Photography sneaked into my heart. For many years it worked as a sketching tool for my paintings. I did not realize how deep I was in love with it for a long time. But when I did, oh when I did… The magic, the alchemy, the capturing of time and light on the emulsion of the film. The tones of gray, so soft as a caress of the retina. The perfume of the fixer, the paper, the wonder of the image coming into being before my eyes, alone in the red darkness of the darkroom.

The magic of photography still captures me. It is what comes into my attention, before my eyes, and what the camera with its own life, brings into the world. So, I see it, as a corporation between me and the camera. We do things together, the camera and I.

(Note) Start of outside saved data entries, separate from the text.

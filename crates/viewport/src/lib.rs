//! Virtual scrolling for long, variable-height message sequences.
//!
//! The engine never touches a terminal. Heights are discovered by a
//! [`RenderSurface`] (the measurement callback) and fed back into the
//! [`OffsetModel`]; everything time-based takes an explicit `Instant` so the
//! whole pipeline can be driven tick by tick.
//!
//! ```text
//! scroll ─► Viewport::frame ─► resolve ─► render ─► RenderSurface
//!                 ▲                          │ measured heights
//!                 └── RecalcScheduler ◄──────┘
//! ```

mod config;
mod controller;
mod engine;
mod minimap;
mod offsets;
mod render;
mod schedule;
mod window;

#[cfg(test)]
mod testing;

pub use config::ViewportConfig;
pub use controller::{SessionController, ViewState};
pub use engine::Viewport;
pub use minimap::{Minimap, MinimapIndicator};
pub use offsets::OffsetModel;
pub use render::{RenderOutcome, RenderPlan, RenderSurface, render};
pub use schedule::{RecalcScheduler, RepaintGate};
pub use window::{VisibleWindow, resolve};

I seek to create visual experiences through a poetic investigative approach. This, in combination with the timeless and dreamy atmosphere of analog photography and especially the historical photography from the beginning of the history of photography as well as the phenomena of light, space, time, and memory are inspirations and fascinations to me in my photographic work.

My approach is associative and intuitive. I often write or draw as part of my work process. I think that, in a way, I draw or write my way into what the work is about. When I pick up the camera, it is not always clear to me what I am doing conceptually, or how it might be connected to the “warming up” with the writing or drawing. But as the process progress, things emerge to me along the way both like synchronicities, like meaningful findings or as epiphanies, and often as realizations in the end of the process.